According to the report from UNAIDS (Joint United Nations Programme on HIV/AIDS), it is estimated that at the end of 2009, 33.3 million people were infected with HIV and 1.8 million people died of AIDS-related diseases.
Luc Montagnier (Chabris, France, 1932) graduated as a Doctor of Medicine and a Bachelor of Science from the University of Poitiers (Paris), where he subsequently began lecturing in 1955. In 1967, he was appointed Head of Research and, in 1975, Director of the French National Centre for Scientific Research. He also directed the Viral Oncology Unit at the Pasteur Institute in Paris. He spent three years doing research in England into the mechanisms of RNA virus replication and, on his return to France, began studying retroviruses, in particular the Rous sarcoma virus, at the Curie Institute. In 1983, he discovered the Acquired Immunodeficiency Syndrome virus, for which work he is considered the joint discoverer, along with Robert C. Gallo, of HIV (the Human Immunodeficiency Virus, the original cause of AIDS).
He currently chairs the World Foundation for AIDS Research and Prevention, a non-governmental organisation under the auspices of UNESCO whose main objective is the establishment of a worldwide network of HIV/AIDS Research and Prevention Centres aimed at fostering international cooperation and facilitating the transfer of knowledge. He has worked as a researcher at Queens College in New York. His research focuses on the mechanisms via which HIV induces a decrease in CD4 lymphocytes, the regulation of the dormant virus and the study of encephalopathies caused by this virus. He is the author of numerous publications and has lectured throughout the world.
Knight of the French Legion of Honour, he has received awards such as the Rosen Oncology Award (1971), the Japan Foundation Prize in Science and Technology (1988), the King Faisal International Prize (1993) and has been awarded an honorary doctorate by the University of Havana (Cuba). He received the Nobel Prize in 2008, along with Harald zur Hausen and Françoise Barré-Sinoussi, for his discovery of HIV.

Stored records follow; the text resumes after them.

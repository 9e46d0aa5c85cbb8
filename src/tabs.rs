//! 语言标签页管理
//! 每个管理器维护有序的语言标签页，每个标签页维护有序的服务器行

use crate::languages::{language_name, ServerNamer};
use crate::types::{DownloadKind, DownloadServer, VideoServer, VideoSourceKind};
use serde::{Deserialize, Serialize};
use thiserror::Error;
use tracing::debug;

/// 标签页所属的列表
#[derive(Debug, Clone, Copy, PartialEq, Eq, Serialize, Deserialize)]
#[serde(rename_all = "lowercase")]
pub enum TabKind {
    Video,
    Download,
}

impl TabKind {
    pub fn as_str(self) -> &'static str {
        match self {
            TabKind::Video => "video",
            TabKind::Download => "download",
        }
    }
}

#[derive(Debug, Error, PartialEq, Eq)]
pub enum TabError {
    #[error("标签页不存在: {0}")]
    UnknownTab(String),
    #[error("标签页 {tab} 中不存在第 {index} 行服务器")]
    RowOutOfRange { tab: String, index: usize },
    #[error("服务器行格式错误: {0}")]
    InvalidRow(String),
}

/// 标签页中的一行服务器
pub trait ServerRow: Clone {
    fn name(&self) -> &str;
    fn set_name(&mut self, name: String);
    /// 空白行 (只有名称)
    fn blank(name: String) -> Self;
}

/// 播放服务器行
#[derive(Debug, Clone, Default, PartialEq, Eq, Serialize, Deserialize)]
pub struct VideoRow {
    #[serde(default)]
    pub name: String,
    #[serde(default)]
    pub url: String,
    #[serde(default)]
    pub kind: VideoSourceKind,
}

impl VideoRow {
    pub fn to_server(&self) -> VideoServer {
        VideoServer::new(self.name.clone(), self.url.clone(), self.kind)
    }
}

impl From<&VideoServer> for VideoRow {
    fn from(server: &VideoServer) -> Self {
        VideoRow {
            name: server.name.clone(),
            url: server.url.clone(),
            kind: server.kind(),
        }
    }
}

impl ServerRow for VideoRow {
    fn name(&self) -> &str {
        &self.name
    }

    fn set_name(&mut self, name: String) {
        self.name = name;
    }

    fn blank(name: String) -> Self {
        VideoRow {
            name,
            ..Default::default()
        }
    }
}

impl ServerRow for DownloadServer {
    fn name(&self) -> &str {
        &self.name
    }

    fn set_name(&mut self, name: String) {
        self.name = name;
    }

    fn blank(name: String) -> Self {
        DownloadServer {
            name,
            url: String::new(),
            kind: DownloadKind::External,
        }
    }
}

/// 一个语言标签页
#[derive(Debug, Clone, PartialEq, Eq)]
pub struct LanguageTab<R> {
    pub id: String,
    pub lang: String,
    pub servers: Vec<R>,
}

/// 标签页管理器
#[derive(Debug, Clone)]
pub struct TabManager<R> {
    kind: TabKind,
    tabs: Vec<LanguageTab<R>>,
    active: Option<String>,
    lang_counter: usize,
}

impl<R: ServerRow> TabManager<R> {
    pub fn new(kind: TabKind) -> Self {
        Self {
            kind,
            tabs: Vec::new(),
            active: None,
            lang_counter: 0,
        }
    }

    pub fn tabs(&self) -> &[LanguageTab<R>] {
        &self.tabs
    }

    pub fn active_tab(&self) -> Option<&str> {
        self.active.as_deref()
    }

    pub fn tab(&self, tab_id: &str) -> Result<&LanguageTab<R>, TabError> {
        self.tabs
            .iter()
            .find(|t| t.id == tab_id)
            .ok_or_else(|| TabError::UnknownTab(tab_id.to_string()))
    }

    fn tab_mut(&mut self, tab_id: &str) -> Result<&mut LanguageTab<R>, TabError> {
        self.tabs
            .iter_mut()
            .find(|t| t.id == tab_id)
            .ok_or_else(|| TabError::UnknownTab(tab_id.to_string()))
    }

    /// 添加标签页并激活，没有给出服务器时放一行空白服务器
    pub fn add_tab(&mut self, lang: &str, servers: Vec<R>, namer: &mut ServerNamer) -> String {
        self.lang_counter += 1;
        let id = format!("{}-lang-{}", self.kind.as_str(), self.lang_counter);

        let mut tab = LanguageTab {
            id: id.clone(),
            lang: lang.trim().to_string(),
            servers: Vec::with_capacity(servers.len().max(1)),
        };
        if servers.is_empty() {
            tab.servers.push(R::blank(namer.default_name(0)));
        } else {
            for row in servers {
                push_row(&mut tab.servers, row, namer);
            }
        }

        debug!("添加{}标签页 {} ({})", self.kind.as_str(), id, tab.lang);
        self.tabs.push(tab);
        self.active = Some(id.clone());
        id
    }

    pub fn activate(&mut self, tab_id: &str) -> Result<(), TabError> {
        self.tab(tab_id)?;
        self.active = Some(tab_id.to_string());
        Ok(())
    }

    /// 删除标签页；若删除的是当前标签页，依次激活前一个、后一个
    pub fn delete_tab(&mut self, tab_id: &str) -> Result<LanguageTab<R>, TabError> {
        let pos = self
            .tabs
            .iter()
            .position(|t| t.id == tab_id)
            .ok_or_else(|| TabError::UnknownTab(tab_id.to_string()))?;
        let removed = self.tabs.remove(pos);

        if self.active.as_deref() == Some(tab_id) {
            let neighbour = if pos > 0 {
                self.tabs.get(pos - 1)
            } else {
                self.tabs.get(pos)
            };
            self.active = neighbour.map(|t| t.id.clone());
        }

        debug!("删除{}标签页 {}", self.kind.as_str(), tab_id);
        Ok(removed)
    }

    pub fn set_language(&mut self, tab_id: &str, lang: &str) -> Result<(), TabError> {
        self.tab_mut(tab_id)?.lang = lang.trim().to_string();
        Ok(())
    }

    /// 追加一行服务器，返回新行的下标
    pub fn add_server(
        &mut self,
        tab_id: &str,
        row: Option<R>,
        namer: &mut ServerNamer,
    ) -> Result<usize, TabError> {
        let tab = self.tab_mut(tab_id)?;
        let row = match row {
            Some(row) => row,
            None => R::blank(String::new()),
        };
        push_row(&mut tab.servers, row, namer);
        Ok(tab.servers.len() - 1)
    }

    pub fn update_server(&mut self, tab_id: &str, index: usize, row: R) -> Result<(), TabError> {
        let tab = self.tab_mut(tab_id)?;
        let slot = tab
            .servers
            .get_mut(index)
            .ok_or_else(|| TabError::RowOutOfRange {
                tab: tab_id.to_string(),
                index,
            })?;
        *slot = row;
        Ok(())
    }

    /// 删除一行，后面的行下标前移
    pub fn remove_server(&mut self, tab_id: &str, index: usize) -> Result<R, TabError> {
        let tab = self.tab_mut(tab_id)?;
        if index >= tab.servers.len() {
            return Err(TabError::RowOutOfRange {
                tab: tab_id.to_string(),
                index,
            });
        }
        Ok(tab.servers.remove(index))
    }

    /// 清空所有标签页并重置编号
    pub fn clear(&mut self) {
        self.tabs.clear();
        self.active = None;
        self.lang_counter = 0;
    }
}

impl<R: ServerRow + Serialize> TabManager<R> {
    /// 生成供前端渲染的快照
    pub fn render(&self) -> TabsView<'_, R> {
        TabsView {
            kind: self.kind,
            active: self.active_tab(),
            tabs: self
                .tabs
                .iter()
                .map(|tab| TabView {
                    id: &tab.id,
                    lang: &tab.lang,
                    language_name: language_name(&tab.lang),
                    active: self.active_tab() == Some(tab.id.as_str()),
                    servers: tab
                        .servers
                        .iter()
                        .enumerate()
                        .map(|(index, row)| RowView { index, row })
                        .collect(),
                })
                .collect(),
        }
    }
}

fn push_row<R: ServerRow>(rows: &mut Vec<R>, mut row: R, namer: &mut ServerNamer) {
    if row.name().trim().is_empty() {
        row.set_name(namer.default_name(rows.len()));
    }
    rows.push(row);
}

#[derive(Debug, Serialize)]
pub struct TabsView<'a, R> {
    pub kind: TabKind,
    pub active: Option<&'a str>,
    pub tabs: Vec<TabView<'a, R>>,
}

#[derive(Debug, Serialize)]
#[serde(rename_all = "camelCase")]
pub struct TabView<'a, R> {
    pub id: &'a str,
    pub lang: &'a str,
    pub language_name: Option<&'static str>,
    pub active: bool,
    pub servers: Vec<RowView<'a, R>>,
}

#[derive(Debug, Serialize)]
pub struct RowView<'a, R> {
    pub index: usize,
    #[serde(flatten)]
    pub row: &'a R,
}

Robert C. Gallo (Connecticut, USA, 1937) studied Medicine at the American universities of Jefferson, Philadelphia and Yale. He is a Doctor of Medicine and was an intern and resident at the University of Chicago from 1963 to 1965. He then joined the National Cancer Institute of the National Institutes of Health (NIH) at Bethesda (Maryland, USA), where he attained the rank of researcher in 1969, first heading the Cellular Control Mechanisms Unit between 1969 and 1972, and then the Laboratory of Tumour Cell Biology. He has been Professor of Medicine at the University of Maryland since 1995, where he directs the Institute of Human Virology and collaborates with the Cancer Center. He has authored more than a thousand publications.
His research has led to the discovery of the T-Cell, and the discovery and description of the first human retrovirus. He contributed to designing the first analysis to determine the presence of the AIDS virus in blood. With twenty-five years of dedication to science to his credit, he continues carrying out important scientific research which has earned him the recognition of the international community.
Honorary professor at several universities, including those of Rochester and Ohio (USA) and the Catholic University of Louvain (Belgium), he has received, among other honours, the General Motors Award (1984) and Armand Hammer Award (1985) for Cancer Research, the Lasker Basic Medical (1982) and Clinical Medical (1986) Research Awards and the Gairdner Foundation Award. He was elected to the American Association for the Advancement of Science in 2005.